Madagascar: Agriculture - La filière riz marquée par nombre de changements

À Madagascar, comme dans d'autres pays africains, la filière riz voit son évolution marquée par les changements constatés au niveau du marché mondial ainsi que les impacts des nouveaux paramètres au plan local.

Les prévisions de la FAO concernant les échanges mondiaux de riz en 2021 tablent sur une progression de 6,4% par rapport à leur niveau de 2020. Nombre de pays africains prévoient pour leur part un net rebond de leurs importations de riz. Selon la dernière note de l'Observatoire des statistiques internationales sur le riz (Osiriz), les achats de la région sur le marché international sont prévus pour atteindre 17,8 millions de tonnes de riz paddy, soit environ 37 % des importations mondiales, et marquent une hausse de 2,2 millions de tonnes.

Le niveau élevé des achats des pays africains s'explique par une stagnation des récoltes en 2020 en raison notamment de la perturbation par les inondations en fin de cycle de culture. Par ailleurs, alors que les cours mondiaux sont orientés à la hausse, les pays importateurs comme Madagascar ont été appelés à regarder du côté de l'Inde pour leur approvisionnement. Mais la crise sanitaire qui frappe de plein fouet, ce pays risque de bouleverser la donne.

Selon un négociant opérant sur le marché local depuis plus de 10 ans, la filière connaît des changements notables depuis la crise sanitaire. Mais, déjà, avant la pandémie, les prix du riz variaient sensiblement d'un mois à l'autre, quel que soit le type de riz pris en compte. Au niveau national, les variations saisonnières des prix sont significatives avec une diminution pendant la période de récolte (mai - juin) et une forte hausse entre décembre et mars à l'approche de la période de soudure. La variation moyenne par rapport au prix initial à la récolte peut aller jusqu'à 40%.

Des éléments nouveaux

Pour la plupart des ménages, les critères de qualité du riz les plus prépondérants restent liés à la propreté du riz et aux défauts du grain, et au comportement du riz à la cuisson. Le « Makalioka » provenant d'Ambatondrazaka demeure de ce fait l'une des variétés les plus consommées, représentant environ 12% du marché interne.
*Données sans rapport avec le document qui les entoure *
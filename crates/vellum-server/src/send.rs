// File: src/send.rs
// Purpose: Serializes a final payload to the wire with conditional-request support

use axum::body::Body;
use axum::http::{header, HeaderValue, Method, StatusCode};
use axum::response::{IntoResponse, Response};
use sha2::{Digest, Sha256};

use crate::page::RequestMeta;

/// What kind of payload is being sent; decides the content type.
#[derive(Debug, Clone, Copy, PartialEq, Eq)]
pub enum Payload {
    Html,
    Json,
}

impl Payload {
    fn content_type(self) -> &'static str {
        match self {
            Payload::Html => "text/html; charset=utf-8",
            Payload::Json => "application/json",
        }
    }
}

/// Writes a rendered payload as an HTTP response.
///
/// With etag generation enabled, a matching `If-None-Match` short-circuits
/// to 304 with no body. HEAD requests keep all headers (including the
/// content length of the document they describe) but omit the body.
pub fn send(
    meta: &RequestMeta,
    status: StatusCode,
    body: String,
    kind: Payload,
    generate_etag: bool,
) -> Response {
    let etag = generate_etag.then(|| format!("\"{}\"", hex::encode(Sha256::digest(body.as_bytes()))));

    if let Some(tag) = &etag {
        let matched = meta
            .headers
            .get(header::IF_NONE_MATCH)
            .and_then(|value| value.to_str().ok())
            == Some(tag.as_str());
        if matched {
            let mut response = StatusCode::NOT_MODIFIED.into_response();
            set_etag(&mut response, tag);
            return response;
        }
    }

    let length = body.len();
    let body = if meta.method == Method::HEAD {
        Body::empty()
    } else {
        Body::from(body)
    };

    let mut response = (status, body).into_response();
    let headers = response.headers_mut();
    headers.insert(
        header::CONTENT_TYPE,
        HeaderValue::from_static(kind.content_type()),
    );
    headers.insert(header::CONTENT_LENGTH, HeaderValue::from(length));
    if let Some(tag) = &etag {
        set_etag(&mut response, tag);
    }
    response
}

fn set_etag(response: &mut Response, tag: &str) {
    // The tag is quoted hex, always a valid header value.
    if let Ok(value) = HeaderValue::from_str(tag) {
        response.headers_mut().insert(header::ETAG, value);
    }
}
Toutefois, le facteur prix prend progressivement de l'importance.

Mais d'autres éléments nouveaux ont rebattu les cartes, à l'instar de la disparition de Phoenix Global DMCC. Avant de mettre la clé sous la porte il y a près d'un an, ce groupe de négoce était encore parmi les trois grosses pointures mondiales du négoce de riz au même titre que Louis Dreyfus, Olam ou Cargill. Créée en 2000 à Bangkok avant d'implanter son siège à Dubaï, l'entreprise n'a mis que quelques années pour intégrer le club fermé des grands de la filière en misant, entre autres, sur les pays de l'Afrique de l'Est et de l'océan Indien comme le Kenya, le Mozambique et Madagascar.

On estime le marché d'importation de riz impacté par la faillite de Phoenix entre 2 et 3 millions de tonnes par an, rien que pour l'Afrique de l'Est et le sud-ouest de l'océan Indien. Les géants de la filière se disputent toujours pour récupérer les contrats de Phoenix dans la région. Mais d'autres opérateurs de la filière, à l'instar des suisses Ameropa et Swiss AgriTrading, et de l'autrichien Voestalpine, ont aussi décidé de réagir en dépêchant des prospecteurs aguerris et en activant leurs réseaux au sein des administrations locales.
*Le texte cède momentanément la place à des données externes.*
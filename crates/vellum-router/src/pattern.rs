//! Pattern compilation and matching for route paths.
//!
//! A pattern is a `/`-separated sequence of segment specifiers:
//! - a plain segment matches itself literally,
//! - `:name` captures exactly one path segment,
//! - `:name*` captures zero or more trailing segments and must be the
//!   final specifier.
//!
//! Matching is structural over the percent-decoded path. A segment that
//! cannot be decoded is a distinct failure (`DecodeError`), never treated
//! as "no match", so callers can answer 400 instead of falling through
//! to 404.

use std::collections::HashMap;

use thiserror::Error;

/// Raised at compile time for patterns that cannot be built.
///
/// These are startup-time misuse of the route table, not request-time
/// conditions.
#[derive(Debug, Error, PartialEq, Eq)]
pub enum PatternError {
    /// A `:name*` wildcard appeared before other segments.
    #[error("wildcard capture `:{0}*` must be the final segment")]
    WildcardNotLast(String),
    /// A capture specifier with no name, e.g. `:` or `:*`.
    #[error("capture segment `{0}` has an empty name")]
    EmptyCaptureName(String),
}

/// Raised when a request path carries an invalid percent-escape.
#[derive(Debug, Error, PartialEq, Eq)]
#[error("invalid percent-encoding in path segment `{segment}`")]
pub struct DecodeError {
    pub segment: String,
}

/// One compiled segment specifier.
#[derive(Debug, Clone, PartialEq, Eq)]
pub enum Segment {
    /// Static text, compared verbatim against the decoded path segment.
    Literal(String),
    /// `:name` — captures exactly one segment.
    Param(String),
    /// `:name*` — captures the remaining segments (possibly none).
    Wildcard(String),
}

/// A captured parameter value: a single segment or an ordered sequence.
///
/// Wildcard captures are always `Many`, even when they matched zero
/// segments. Consumers pattern-match rather than assume shape.
#[derive(Debug, Clone, PartialEq, Eq)]
pub enum ParamValue {
    Single(String),
    Many(Vec<String>),
}

impl ParamValue {
    pub fn as_single(&self) -> Option<&str> {
        match self {
            ParamValue::Single(value) => Some(value),
            ParamValue::Many(_) => None,
        }
    }

    pub fn as_many(&self) -> Option<&[String]> {
        match self {
            ParamValue::Single(_) => None,
            ParamValue::Many(values) => Some(values),
        }
    }
}

/// Captured parameters from a successful match, keyed by capture name.
pub type Params = HashMap<String, ParamValue>;

/// A compiled route pattern. Built once at startup, immutable thereafter.
///
/// # Examples
///
/// ```
/// use vellum_router::{ParamValue, PathPattern};
///
/// let pattern = PathPattern::compile("/static/:path*").unwrap();
///
/// let params = pattern.matches("/static/a/b/c").unwrap().unwrap();
/// assert_eq!(
///     params.get("path"),
///     Some(&ParamValue::Many(vec!["a".into(), "b".into(), "c".into()]))
/// );
///
/// // The wildcard is optional: zero trailing segments still match.
/// let params = pattern.matches("/static").unwrap().unwrap();
/// assert_eq!(params.get("path"), Some(&ParamValue::Many(vec![])));
/// ```
#[derive(Debug, Clone)]
pub struct PathPattern {
    segments: Vec<Segment>,
}

impl PathPattern {
    /// Compiles a pattern string into a matcher.
    pub fn compile(pattern: &str) -> Result<Self, PatternError> {
        let mut segments = Vec::new();
        for raw in pattern.split('/').filter(|s| !s.is_empty()) {
            if let Some(Segment::Wildcard(name)) = segments.last() {
                return Err(PatternError::WildcardNotLast(name.clone()));
            }
            segments.push(classify_segment(raw)?);
        }
        Ok(Self { segments })
    }

    /// Matches a request path against this pattern.
    ///
    /// Matching is case-sensitive and trailing-slash insensitive. Returns
    /// `Ok(None)` on a structural mismatch and `Err(DecodeError)` when a
    /// path segment carries an invalid percent-escape.
    ///
    /// Since at most one wildcard is permitted and it is terminal, this is
    /// a straight prefix scan with an optional greedy tail capture — no
    /// backtracking.
    pub fn matches(&self, path: &str) -> Result<Option<Params>, DecodeError> {
        let decoded = decode_path(path)?;
        let mut params = Params::new();
        let mut next = 0;

        for segment in &self.segments {
            match segment {
                Segment::Literal(literal) => match decoded.get(next) {
                    Some(actual) if actual == literal => next += 1,
                    _ => return Ok(None),
                },
                Segment::Param(name) => match decoded.get(next) {
                    Some(actual) => {
                        params.insert(name.clone(), ParamValue::Single(actual.clone()));
                        next += 1;
                    }
                    None => return Ok(None),
                },
                Segment::Wildcard(name) => {
                    params.insert(name.clone(), ParamValue::Many(decoded[next..].to_vec()));
                    next = decoded.len();
                }
            }
        }

        if next == decoded.len() {
            Ok(Some(params))
        } else {
            Ok(None)
        }
    }
}

/// Classifies one raw pattern segment into its specifier.
fn classify_segment(raw: &str) -> Result<Segment, PatternError> {
    match raw.strip_prefix(':') {
        Some(rest) => {
            if let Some(name) = rest.strip_suffix('*') {
                if name.is_empty() {
                    return Err(PatternError::EmptyCaptureName(raw.to_string()));
                }
                Ok(Segment::Wildcard(name.to_string()))
            } else if rest.is_empty() {
                Err(PatternError::EmptyCaptureName(raw.to_string()))
            } else {
                Ok(Segment::Param(rest.to_string()))
            }
        }
        None => Ok(Segment::Literal(raw.to_string())),
    }
}

/// Splits a path into percent-decoded segments, dropping empty ones so
/// trailing and doubled slashes are insignificant.
pub fn decode_path(path: &str) -> Result<Vec<String>, DecodeError> {
    path.split('/')
        .filter(|s| !s.is_empty())
        .map(decode_segment)
        .collect()
}

fn decode_segment(raw: &str) -> Result<String, DecodeError> {
    // `urlencoding::decode` passes malformed escapes through verbatim, so
    // check the triplets first: every `%` must be followed by two hex digits.
    let bytes = raw.as_bytes();
    let mut i = 0;
    while i < bytes.len() {
        if bytes[i] == b'%' {
            if i + 2 >= bytes.len()
                || !bytes[i + 1].is_ascii_hexdigit()
                || !bytes[i + 2].is_ascii_hexdigit()
            {
                return Err(DecodeError {
                    segment: raw.to_string(),
                });
            }
            i += 3;
        } else {
            i += 1;
        }
    }

    urlencoding::decode(raw)
        .map(|decoded| decoded.into_owned())
        .map_err(|_| DecodeError {
            segment: raw.to_string(),
        })
}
Au plan national, l'entrée en scène de la SPM (State Procurement of Madagascar) pour l'importation de riz afin de combler le gap et de stabiliser le prix, a eu aussi un impact sur la filière. Certes, la quantité mise sur le marché par cette entreprise d'État n'est pas encore suffisamment importante pour apporter de grands bouleversements. Mais son prix bas, 550 ariary le kapoaka, n'est pas resté sans conséquence.
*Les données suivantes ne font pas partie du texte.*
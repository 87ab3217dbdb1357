// Integration tests for the dispatch pipeline: route table fallbacks,
// the 404/500 protocol, data requests, and conditional responses.

use std::fs;
use std::path::PathBuf;
use std::sync::Arc;

use async_trait::async_trait;
use axum::body::Body;
use axum::http::{header, Method, Request, StatusCode};
use pretty_assertions::assert_eq;
use serde_json::Value as JsonValue;

use vellum_server::{
    Config, ManifestPageLoader, Page, PageContext, Rendered, VellumServer, ERROR_PAGE, NO_CACHE,
};

struct StubPage;

#[async_trait]
impl Page for StubPage {
    async fn props(&self, ctx: &PageContext) -> anyhow::Result<JsonValue> {
        Ok(serde_json::json!({
            "pathname": ctx.pathname,
            "dataOnly": ctx.data_only,
        }))
    }

    async fn render(&self, ctx: &PageContext, _props: JsonValue) -> anyhow::Result<Rendered> {
        Ok(Rendered::Html(format!("<main>{}</main>", ctx.pathname)))
    }
}

struct FailingPage;

#[async_trait]
impl Page for FailingPage {
    async fn render(&self, _ctx: &PageContext, _props: JsonValue) -> anyhow::Result<Rendered> {
        Err(anyhow::anyhow!("template blew up"))
    }
}

fn temp_root() -> PathBuf {
    let root = std::env::temp_dir().join(format!("vellum-test-{}", uuid::Uuid::new_v4()));
    fs::create_dir_all(root.join(".next")).unwrap();
    fs::write(root.join(".next").join("BUILD_ID"), "test-build-1\n").unwrap();
    root
}

fn server_with(pages: &[(&str, Arc<dyn Page>)]) -> VellumServer {
    let root = temp_root();
    let mut loader = ManifestPageLoader::new();
    for (route, page) in pages {
        loader.register(*route, page.clone());
    }
    VellumServer::with_loader(root, Config::default(), Arc::new(loader)).unwrap()
}

fn get(path: &str) -> Request<Body> {
    Request::builder().uri(path).body(Body::empty()).unwrap()
}

fn request(method: Method, path: &str) -> Request<Body> {
    Request::builder()
        .method(method)
        .uri(path)
        .body(Body::empty())
        .unwrap()
}

async fn body_string(response: axum::response::Response) -> String {
    let bytes = axum::body::to_bytes(response.into_body(), usize::MAX)
        .await
        .unwrap();
    String::from_utf8(bytes.to_vec()).unwrap()
}

#[test]
fn test_missing_build_is_fatal() {
    let root = std::env::temp_dir().join(format!("vellum-test-{}", uuid::Uuid::new_v4()));
    fs::create_dir_all(&root).unwrap();

    let err = match VellumServer::with_loader(
        root,
        Config::default(),
        Arc::new(ManifestPageLoader::new()),
    ) {
        Err(err) => err,
        Ok(_) => panic!("expected construction to fail without a build"),
    };
    assert!(format!("{err:#}").contains("Run the build"));
}

#[tokio::test]
async fn test_page_renders_html() {
    let server = server_with(&[("/about", Arc::new(StubPage))]);
    let response = server.handle(get("/about")).await;

    assert_eq!(response.status(), StatusCode::OK);
    assert_eq!(
        response.headers().get(header::CONTENT_TYPE).unwrap(),
        "text/html; charset=utf-8"
    );
    assert_eq!(body_string(response).await, "<main>/about</main>");
}

#[tokio::test]
async fn test_unknown_page_is_404_with_no_cache() {
    let server = server_with(&[]);
    let response = server.handle(get("/missing")).await;

    assert_eq!(response.status(), StatusCode::NOT_FOUND);
    assert_eq!(
        response.headers().get(header::CACHE_CONTROL).unwrap(),
        NO_CACHE
    );
    let body = body_string(response).await;
    assert!(body.contains("404"));
}

#[tokio::test]
async fn test_internal_namespace_is_always_404() {
    // Even a page registered under the reserved prefix must not render:
    // the namespace route shadows the catch-all.
    let server = server_with(&[("/_next/secret", Arc::new(StubPage))]);
    let response = server.handle(get("/_next/secret")).await;
    assert_eq!(response.status(), StatusCode::NOT_FOUND);
}

#[tokio::test]
async fn test_blocked_pages_are_404() {
    let server = server_with(&[
        ("/_app", Arc::new(StubPage) as Arc<dyn Page>),
        ("/_document", Arc::new(StubPage) as Arc<dyn Page>),
    ]);
    for path in ["/_app", "/_document"] {
        let response = server.handle(get(path)).await;
        assert_eq!(response.status(), StatusCode::NOT_FOUND, "{path}");
    }
}

#[tokio::test]
async fn test_data_request_returns_props_json() {
    let server = server_with(&[("/about", Arc::new(StubPage))]);
    let response = server.handle(get("/about.json")).await;

    assert_eq!(response.status(), StatusCode::OK);
    assert_eq!(
        response.headers().get(header::CONTENT_TYPE).unwrap(),
        "application/json"
    );
    let props: JsonValue = serde_json::from_str(&body_string(response).await).unwrap();
    assert_eq!(props["pathname"], "/about");
    assert_eq!(props["dataOnly"], true);
}

#[tokio::test]
async fn test_malformed_escape_is_400() {
    let server = server_with(&[]);
    let response = server.handle(get("/%zz")).await;
    assert_eq!(response.status(), StatusCode::BAD_REQUEST);
}

#[tokio::test]
async fn test_render_failure_is_500_with_error_page() {
    let server = server_with(&[("/broken", Arc::new(FailingPage))]);
    let response = server.handle(get("/broken")).await;

    assert_eq!(response.status(), StatusCode::INTERNAL_SERVER_ERROR);
    assert_eq!(
        response.headers().get(header::CACHE_CONTROL).unwrap(),
        NO_CACHE
    );
    let body = body_string(response).await;
    assert!(body.contains("500"));
}

#[tokio::test]
async fn test_unmatched_non_get_is_501() {
    let root = temp_root();
    let mut config = Config::default();
    config.serve.use_filesystem_public_routes = false;

    let server =
        VellumServer::with_loader(root, config, Arc::new(ManifestPageLoader::new())).unwrap();

    let response = server.handle(request(Method::POST, "/anything")).await;
    assert_eq!(response.status(), StatusCode::NOT_IMPLEMENTED);
    assert_eq!(body_string(response).await, "Not Implemented");
}

#[tokio::test]
async fn test_unmatched_get_still_renders_404() {
    let root = temp_root();
    let mut config = Config::default();
    config.serve.use_filesystem_public_routes = false;

    let server =
        VellumServer::with_loader(root, config, Arc::new(ManifestPageLoader::new())).unwrap();

    let response = server.handle(get("/anything")).await;
    assert_eq!(response.status(), StatusCode::NOT_FOUND);
}

#[tokio::test]
async fn test_head_keeps_headers_elides_body() {
    let server = server_with(&[("/about", Arc::new(StubPage))]);

    let full = server.handle(get("/about")).await;
    let expected_length = full
        .headers()
        .get(header::CONTENT_LENGTH)
        .unwrap()
        .clone();

    let head = server.handle(request(Method::HEAD, "/about")).await;
    assert_eq!(head.status(), StatusCode::OK);
    assert_eq!(
        head.headers().get(header::CONTENT_LENGTH).unwrap(),
        expected_length
    );
    assert_eq!(body_string(head).await, "");
}

#[tokio::test]
async fn test_error_page_failure_hits_last_resort_500() {
    // When the error page itself cannot render, nothing recovers: the
    // dispatcher answers with its fixed literal body.
    let server = server_with(&[(ERROR_PAGE, Arc::new(FailingPage))]);
    let response = server.handle(get("/missing")).await;

    assert_eq!(response.status(), StatusCode::INTERNAL_SERVER_ERROR);
    assert_eq!(body_string(response).await, "Internal Server Error");
}

#[tokio::test]
async fn test_conditional_404_revalidates_to_304() {
    let server = server_with(&[]);

    let first = server.handle(get("/missing")).await;
    assert_eq!(first.status(), StatusCode::NOT_FOUND);
    let etag = first.headers().get(header::ETAG).unwrap().clone();
    assert!(!body_string(first).await.is_empty());

    let mut conditional = get("/missing");
    conditional
        .headers_mut()
        .insert(header::IF_NONE_MATCH, etag);

    let second = server.handle(conditional).await;
    assert_eq!(second.status(), StatusCode::NOT_MODIFIED);
    assert_eq!(body_string(second).await, "");
}

#[tokio::test]
async fn test_etag_round_trip_yields_304() {
    let server = server_with(&[("/about", Arc::new(StubPage))]);

    let first = server.handle(get("/about")).await;
    let etag = first.headers().get(header::ETAG).unwrap().clone();

    let mut conditional = get("/about");
    conditional
        .headers_mut()
        .insert(header::IF_NONE_MATCH, etag);

    let second = server.handle(conditional).await;
    assert_eq!(second.status(), StatusCode::NOT_MODIFIED);
    assert_eq!(body_string(second).await, "");
}

#[tokio::test]
async fn test_etags_disabled_by_config() {
    let root = temp_root();
    let mut config = Config::default();
    config.serve.generate_etags = false;

    let mut loader = ManifestPageLoader::new();
    loader.register("/about", Arc::new(StubPage));
    let server = VellumServer::with_loader(root, config, Arc::new(loader)).unwrap();

    let response = server.handle(get("/about")).await;
    assert!(!response.headers().contains_key(header::ETAG));
}

#[tokio::test]
async fn test_manifest_gates_unlisted_routes() {
    let root = temp_root();
    fs::write(
        root.join(".next").join("pages-manifest.json"),
        r#"{ "/listed": "pages/listed.js" }"#,
    )
    .unwrap();

    let mut loader = ManifestPageLoader::from_dir(&root.join(".next")).unwrap();
    loader.register("/listed", Arc::new(StubPage));
    loader.register("/unlisted", Arc::new(StubPage));
    let server = VellumServer::with_loader(root, Config::default(), Arc::new(loader)).unwrap();

    let listed = server.handle(get("/listed")).await;
    assert_eq!(listed.status(), StatusCode::OK);

    let unlisted = server.handle(get("/unlisted")).await;
    assert_eq!(unlisted.status(), StatusCode::NOT_FOUND);
}

#[tokio::test]
async fn test_query_is_visible_to_props() {
    let server = server_with(&[("/search", Arc::new(StubPage))]);
    let response = server.handle(get("/search?q=hello&tag=a&tag=b")).await;
    // The stub ignores query contents; this just asserts a query string
    // does not disturb route matching or the data suffix.
    assert_eq!(response.status(), StatusCode::OK);
    assert_eq!(body_string(response).await, "<main>/search</main>");
}

#[tokio::test]
async fn test_trailing_slash_resolves_same_route() {
    let server = server_with(&[("/about", Arc::new(StubPage))]);
    let response = server.handle(get("/about/")).await;
    assert_eq!(response.status(), StatusCode::OK);
    assert_eq!(body_string(response).await, "<main>/about</main>");
}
À savoir par ailleurs que du fait de la crise et des retards dus aux contrôles entre les régions, de nombreux agriculteurs et collecteurs subissent une perte de valeur de leur riz. Ainsi, pour surmonter ces difficultés et les pertes de revenus qu'elles provoquent chez les populations, le gouvernement a décidé de mettre en œuvre le Projet d'Appui à la Commercialisation de Produits Agricoles (PACPA). Ce dernier mise, entre autres, sur la création d'un centre de collecte afin de centraliser la production agricole et assurer leur acheminement vers les marchés urbains, en accord avec les communes.